= Roger Ordish =

British television producer (1939–2023)

Roger Francis Ordish (13 October 1939 – 26 August 2023) was a British television producer.

==Biography==
Ordish was born in Yalding, Kent, and spent his childhood in a rural setting during the closing years of World War II.

Ordish attended Tonbridge School and then Trinity College Dublin, where he studied economics and political science and participated in the drama society. After a student performance drew the attention of a BBC executive, he joined BBC Radio in 1964. He worked on the magazine programme Roundabout, spent a brief period at the BBC World Service, and moved to BBC Television in 1967.

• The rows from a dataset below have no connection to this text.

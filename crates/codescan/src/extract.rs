//! Balanced-delimiter span extraction.
//!
//! Two variants share one depth-counting loop over the classifier's mode
//! stream, so a delimiter inside a string, comment, or regex literal never
//! counts toward depth:
//!
//! - [`extract_armed`] starts *before* the opening delimiter and may not find
//!   one at all — "not found" (`None`) is distinct from a found-but-empty
//!   pair.
//! - [`extract_pre_armed`] requires the text to start exactly at the opening
//!   delimiter and never fails: malformed input degrades to a permissive
//!   empty result so callers can keep processing the rest of the file.

use crate::classify::Classifier;

/// Options shared by the balanced-delimiter extractors.
///
/// ```rust
/// use codescan::{ExtractOptions, extract_armed};
///
/// let interior = ExtractOptions {
///     keep_delimiters: false,
///     ..ExtractOptions::default()
/// };
/// assert_eq!(extract_armed("f(a, b)", '(', &interior), Some("a, b".into()));
/// ```
#[derive(Debug, Clone, Copy)]
pub struct ExtractOptions {
    /// Closing delimiter. When `None`, inferred from the opener for the
    /// well-known pairs `[]`, `{}`, `()` (see [`closing_for`]).
    pub close: Option<char>,
    /// When `true` (the default), delimiters inside string literals never
    /// count toward depth. Disable when strings have already been stripped
    /// and every occurrence should count.
    pub ignore_strings: bool,
    /// Whether the returned span includes the delimiter pair itself
    /// (default) or only the interior.
    pub keep_delimiters: bool,
}

impl Default for ExtractOptions {
    fn default() -> Self {
        Self {
            close: None,
            ignore_strings: true,
            keep_delimiters: true,
        }
    }
}

/// Closing partner of a well-known opening delimiter.
#[must_use]
pub fn closing_for(open: char) -> Option<char> {
    match open {
        '[' => Some(']'),
        '{' => Some('}'),
        '(' => Some(')'),
        _ => None,
    }
}

/// Armed extraction: scans for the first `open` delimiter in live code, then
/// collects until the matching close brings the depth back to zero.
///
/// Returns `None` when no opener occurs, when the span is unterminated at
/// end of text, or when no closing delimiter is known for `open`. A present
/// but empty pair yields `Some` — callers depend on that distinction.
#[must_use]
pub fn extract_armed(text: &str, open: char, options: &ExtractOptions) -> Option<String> {
    let close = options.close.or_else(|| closing_for(open))?;
    let mut depth = 0_u32;
    let mut armed = false;
    let mut span = String::new();
    for cc in Classifier::with_strings(text, options.ignore_strings) {
        if !armed {
            if cc.is_code() && cc.ch == open {
                armed = true;
                depth = 1;
                span.push(cc.ch);
            }
            continue;
        }
        span.push(cc.ch);
        if cc.is_code() {
            if cc.ch == open && open != close {
                depth += 1;
            } else if cc.ch == close {
                depth = depth.saturating_sub(1);
                if depth == 0 {
                    return Some(trim_pair(&span, options.keep_delimiters));
                }
            }
        }
    }
    None
}

/// Pre-armed extraction: `text` is known to start at the opening delimiter,
/// so the depth counter starts at one.
///
/// Never fails. Empty input yields an empty string; an unterminated span or
/// an opener with no known closing delimiter yields the permissive fallback:
/// the bare delimiter pair when `keep_delimiters` is set, the empty string
/// otherwise.
#[must_use]
pub fn extract_pre_armed(text: &str, options: &ExtractOptions) -> String {
    let Some(open) = text.chars().next() else {
        return String::new();
    };
    let Some(close) = options.close.or_else(|| closing_for(open)) else {
        return String::new();
    };

    let mut depth = 1_u32;
    let mut span = String::new();
    span.push(open);
    let mut classified = Classifier::with_strings(text, options.ignore_strings);
    // The opener is already accounted for in the starting depth.
    let _ = classified.next();
    for cc in classified {
        span.push(cc.ch);
        if cc.is_code() {
            if cc.ch == open && open != close {
                depth += 1;
            } else if cc.ch == close {
                depth = depth.saturating_sub(1);
                if depth == 0 {
                    return trim_pair(&span, options.keep_delimiters);
                }
            }
        }
    }

    if options.keep_delimiters {
        let mut pair = String::new();
        pair.push(open);
        pair.push(close);
        pair
    } else {
        String::new()
    }
}

fn trim_pair(span: &str, keep: bool) -> String {
    if keep {
        return span.to_string();
    }
    let mut interior = span.chars();
    interior.next();
    interior.next_back();
    interior.as_str().to_string()
}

During his career, Ordish produced programmes such as Dee Time, Bruce Forsyth's Generation Game, and Call My Bluff, as well as talk shows featuring Kenneth Williams, Terry Wogan, and Michael Parkinson. In 1968, he staged a hoax at the Eurovision Song Contest that became part of BBC folklore.

After retiring, Ordish remained involved in creative work, contributing to local theatre in Lewes, East Sussex, and producing videos for institutions including Kew Gardens and Arundel Castle. He moved to Foissac, France, in 2007 before returning to Britain in 2018, settling in Richmond, North Yorkshire, where he volunteered at his local village shop. He also recorded a memoir, If I Remember Rightly, which highlighted his talent for impersonation.

He died peacefully a few days after suffering a stroke in 2023.